**Work to be completed**
Lines in the listing below containing the string "clip" are to be identified and copied.

**Supplied information**
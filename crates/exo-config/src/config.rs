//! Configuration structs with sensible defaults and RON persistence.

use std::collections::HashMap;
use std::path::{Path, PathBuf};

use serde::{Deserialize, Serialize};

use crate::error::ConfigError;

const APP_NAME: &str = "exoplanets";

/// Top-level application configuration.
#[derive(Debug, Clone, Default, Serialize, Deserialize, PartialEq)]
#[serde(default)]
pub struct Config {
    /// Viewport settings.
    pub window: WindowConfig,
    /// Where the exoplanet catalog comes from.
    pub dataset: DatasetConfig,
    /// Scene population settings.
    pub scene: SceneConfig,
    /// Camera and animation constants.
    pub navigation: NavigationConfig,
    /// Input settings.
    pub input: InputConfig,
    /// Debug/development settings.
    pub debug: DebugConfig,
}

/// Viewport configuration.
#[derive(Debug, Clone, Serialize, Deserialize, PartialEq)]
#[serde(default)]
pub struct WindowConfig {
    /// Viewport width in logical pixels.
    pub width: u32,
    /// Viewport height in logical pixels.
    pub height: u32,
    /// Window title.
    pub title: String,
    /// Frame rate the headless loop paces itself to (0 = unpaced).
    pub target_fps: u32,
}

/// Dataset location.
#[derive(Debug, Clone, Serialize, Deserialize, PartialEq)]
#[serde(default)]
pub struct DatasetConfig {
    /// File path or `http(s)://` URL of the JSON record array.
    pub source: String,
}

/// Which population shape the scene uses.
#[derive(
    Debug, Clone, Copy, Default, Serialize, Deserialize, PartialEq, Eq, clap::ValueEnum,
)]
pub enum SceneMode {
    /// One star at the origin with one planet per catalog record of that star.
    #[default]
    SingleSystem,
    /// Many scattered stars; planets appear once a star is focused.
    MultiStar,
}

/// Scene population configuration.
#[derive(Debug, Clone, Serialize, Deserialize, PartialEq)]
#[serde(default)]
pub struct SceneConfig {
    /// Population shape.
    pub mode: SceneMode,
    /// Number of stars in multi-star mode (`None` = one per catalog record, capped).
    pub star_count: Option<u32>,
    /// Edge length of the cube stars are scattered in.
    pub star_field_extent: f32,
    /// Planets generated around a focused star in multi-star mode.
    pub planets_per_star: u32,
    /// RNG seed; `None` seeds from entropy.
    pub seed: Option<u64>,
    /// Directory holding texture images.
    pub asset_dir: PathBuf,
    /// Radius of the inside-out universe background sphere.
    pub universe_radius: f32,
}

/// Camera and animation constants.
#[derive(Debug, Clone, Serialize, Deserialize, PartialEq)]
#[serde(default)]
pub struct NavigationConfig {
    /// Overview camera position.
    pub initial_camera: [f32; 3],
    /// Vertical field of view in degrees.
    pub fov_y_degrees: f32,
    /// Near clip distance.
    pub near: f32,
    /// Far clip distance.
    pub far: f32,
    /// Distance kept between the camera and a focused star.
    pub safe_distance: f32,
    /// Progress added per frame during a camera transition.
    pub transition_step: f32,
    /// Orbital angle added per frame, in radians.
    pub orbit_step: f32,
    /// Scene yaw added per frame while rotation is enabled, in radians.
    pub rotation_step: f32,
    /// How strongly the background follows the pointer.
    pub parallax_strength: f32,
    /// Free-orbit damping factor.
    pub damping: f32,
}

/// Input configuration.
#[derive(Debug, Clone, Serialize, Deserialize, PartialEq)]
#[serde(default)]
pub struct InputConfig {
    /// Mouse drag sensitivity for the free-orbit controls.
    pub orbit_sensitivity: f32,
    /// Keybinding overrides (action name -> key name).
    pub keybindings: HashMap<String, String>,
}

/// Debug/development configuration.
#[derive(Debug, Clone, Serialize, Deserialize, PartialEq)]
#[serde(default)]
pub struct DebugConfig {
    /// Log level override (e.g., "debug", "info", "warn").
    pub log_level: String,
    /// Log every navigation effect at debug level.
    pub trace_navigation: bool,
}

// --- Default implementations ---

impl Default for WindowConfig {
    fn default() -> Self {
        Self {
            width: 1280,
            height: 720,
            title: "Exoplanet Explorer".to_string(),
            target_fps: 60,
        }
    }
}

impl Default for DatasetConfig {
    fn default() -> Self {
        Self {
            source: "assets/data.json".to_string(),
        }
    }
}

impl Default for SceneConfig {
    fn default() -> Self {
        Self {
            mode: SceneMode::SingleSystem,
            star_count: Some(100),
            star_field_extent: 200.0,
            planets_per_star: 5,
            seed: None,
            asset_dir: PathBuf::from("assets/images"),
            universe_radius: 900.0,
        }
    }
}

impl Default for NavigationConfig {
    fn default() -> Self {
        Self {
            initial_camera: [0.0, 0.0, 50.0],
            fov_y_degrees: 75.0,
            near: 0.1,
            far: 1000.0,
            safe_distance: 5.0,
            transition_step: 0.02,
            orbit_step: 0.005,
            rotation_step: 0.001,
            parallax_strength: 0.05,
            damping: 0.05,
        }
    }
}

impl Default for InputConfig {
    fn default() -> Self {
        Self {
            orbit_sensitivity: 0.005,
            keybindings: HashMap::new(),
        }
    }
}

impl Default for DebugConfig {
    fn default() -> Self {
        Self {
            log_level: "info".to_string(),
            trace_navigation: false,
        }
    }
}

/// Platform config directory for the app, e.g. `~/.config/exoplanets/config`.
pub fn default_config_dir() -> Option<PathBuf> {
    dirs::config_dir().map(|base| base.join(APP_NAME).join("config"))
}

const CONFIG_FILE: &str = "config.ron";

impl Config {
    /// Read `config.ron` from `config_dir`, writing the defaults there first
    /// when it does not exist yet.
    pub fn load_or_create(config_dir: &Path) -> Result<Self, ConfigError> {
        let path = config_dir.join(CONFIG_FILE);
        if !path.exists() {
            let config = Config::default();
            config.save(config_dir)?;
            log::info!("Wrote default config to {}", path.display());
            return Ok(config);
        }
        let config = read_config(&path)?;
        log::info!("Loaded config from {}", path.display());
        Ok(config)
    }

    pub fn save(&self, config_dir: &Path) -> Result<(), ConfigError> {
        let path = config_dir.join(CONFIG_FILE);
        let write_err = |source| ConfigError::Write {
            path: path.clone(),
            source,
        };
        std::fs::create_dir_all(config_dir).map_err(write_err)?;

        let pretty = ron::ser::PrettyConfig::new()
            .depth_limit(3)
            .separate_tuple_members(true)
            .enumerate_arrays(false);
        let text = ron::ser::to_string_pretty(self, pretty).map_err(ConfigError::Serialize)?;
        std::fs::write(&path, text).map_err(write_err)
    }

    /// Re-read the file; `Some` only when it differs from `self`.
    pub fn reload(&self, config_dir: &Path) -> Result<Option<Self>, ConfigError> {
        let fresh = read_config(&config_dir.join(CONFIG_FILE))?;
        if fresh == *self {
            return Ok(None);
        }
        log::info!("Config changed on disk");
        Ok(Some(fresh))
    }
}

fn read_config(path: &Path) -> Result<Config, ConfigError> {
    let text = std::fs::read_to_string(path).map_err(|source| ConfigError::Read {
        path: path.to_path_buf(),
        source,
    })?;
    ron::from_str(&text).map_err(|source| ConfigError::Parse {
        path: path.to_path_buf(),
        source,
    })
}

**Problem solution**
    /// Near clip distance.
    /// Far clip distance.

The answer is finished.